HALOTESTIN - PROFILE
Halotestin was launched on the market in 1957 by Upjohn
Fluoxymesterone was launched on the American market in 1957 by the Upjohn laboratory under the trade name Halotestin, a name that enshrined this steroid among bodybuilders and strength athletes.
It is a low anabolic hormone, but very androgenic, and considered the steroid that most increases aggressiveness. It is an alpha-alkylated oral 17 steroid, considered the most hepatotoxic among steroids.
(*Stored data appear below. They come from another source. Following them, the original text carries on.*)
//! Schema metadata for the matcher type field.
//!
//! External schema tooling reads a [`SchemaDescriptor`] to learn that the field is a
//! string restricted to the canonical names. Numeric codes never appear in it.

use serde::Serialize;

use crate::supported_kinds;

/// Title of the matcher type field.
pub const SCHEMA_TITLE: &str = "type of the matcher";

/// Description of the matcher type field.
pub const SCHEMA_DESCRIPTION: &str =
    "Type of the matcher,enum=status,enum=size,enum=word,enum=regex,enum=binary,enum=dsl";

/// A JSON-schema fragment describing a string field with a fixed set of values.
///
/// Serializes with the JSON Schema keywords `type`, `title`, `description` and `enum`.
#[derive(Debug, Clone, PartialEq, Eq, Serialize)]
pub struct SchemaDescriptor {
    /// Underlying primitive type. Always `"string"`.
    #[serde(rename = "type")]
    pub primitive: &'static str,
    /// Human-readable title.
    pub title: &'static str,
    /// Human-readable description.
    pub description: &'static str,
    /// Allowed values, in ascending kind-code order.
    #[serde(rename = "enum")]
    pub values: Vec<&'static str>,
}

impl SchemaDescriptor {
    /// The descriptor for a matcher type field.
    #[must_use]
    pub fn matcher_kind() -> Self {
        Self {
            primitive: "string",
            title: SCHEMA_TITLE,
            description: SCHEMA_DESCRIPTION,
            values: supported_kinds().iter().map(|kind| kind.as_str()).collect(),
        }
    }

    /// The descriptor as a JSON value, ready to splice into a larger schema.
    #[must_use]
    pub fn to_json_value(&self) -> serde_json::Value {
        serde_json::json!({
            "type": self.primitive,
            "title": self.title,
            "description": self.description,
            "enum": self.values,
        })
    }
}

#[cfg(test)]
mod tests {
    use super::*;
    use crate::MatcherKindHolder;

    #[test]
    fn enum_follows_supported_kinds() {
        let descriptor = MatcherKindHolder::schema_descriptor();
        let expected: Vec<&str> = supported_kinds().iter().map(|k| k.as_str()).collect();
        assert_eq!(descriptor.values, expected);
        assert_eq!(
            descriptor.values,
            ["word", "regex", "binary", "status", "size", "dsl"]
        );
    }

    #[test]
    fn declares_string_type() {
        let descriptor = SchemaDescriptor::matcher_kind();
        assert_eq!(descriptor.primitive, "string");
        assert_eq!(descriptor.title, SCHEMA_TITLE);
        assert_eq!(descriptor.description, SCHEMA_DESCRIPTION);
    }

    #[test]
    fn json_value_matches_serialized_form() {
        let descriptor = SchemaDescriptor::matcher_kind();
        let serialized = serde_json::to_value(&descriptor).unwrap();
        assert_eq!(serialized, descriptor.to_json_value());
        assert_eq!(serialized["type"], "string");
        assert_eq!(serialized["enum"][5], "dsl");
    }

    #[test]
    fn no_numeric_codes_leak() {
        let value = SchemaDescriptor::matcher_kind().to_json_value();
        let values = value["enum"].as_array().unwrap();
        assert!(values.iter().all(serde_json::Value::is_string));
    }
}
It is a derivative of methyltestosterone (oral testosterone 17aa) made to potentiate its androgenic effects and not undergo aromatization, but it still converts to DHT. As it does not flavor and provides quality gains, experienced bodybuilders usually use this drug at the end of the pre-contest period, in the last few weeks, in doses ranging from 20 to 40mg per day, aiming to increase performance in training in the most difficult phase of preparation . Due to its hepatotoxicity it is not recommended to use for more than 4-6 weeks.
Fluoxymesterone is also known to increase red blood cells more than most steroids. In addition to increased aggression and strength, this motif also makes it a drug of interest for wrestlers and rugby or football players. Due to its highly androgenic nature, Halotestin should be avoided by women due to the high risk of virilization, although it has therapeutic use to treat breast cancer. Its use in the medical clinic for androgen replacement in men is unusual, since there are better and less aggressive alternatives (testosterone). Halotestin has low commercial availability on the black market and little used by bodybuilders here in America.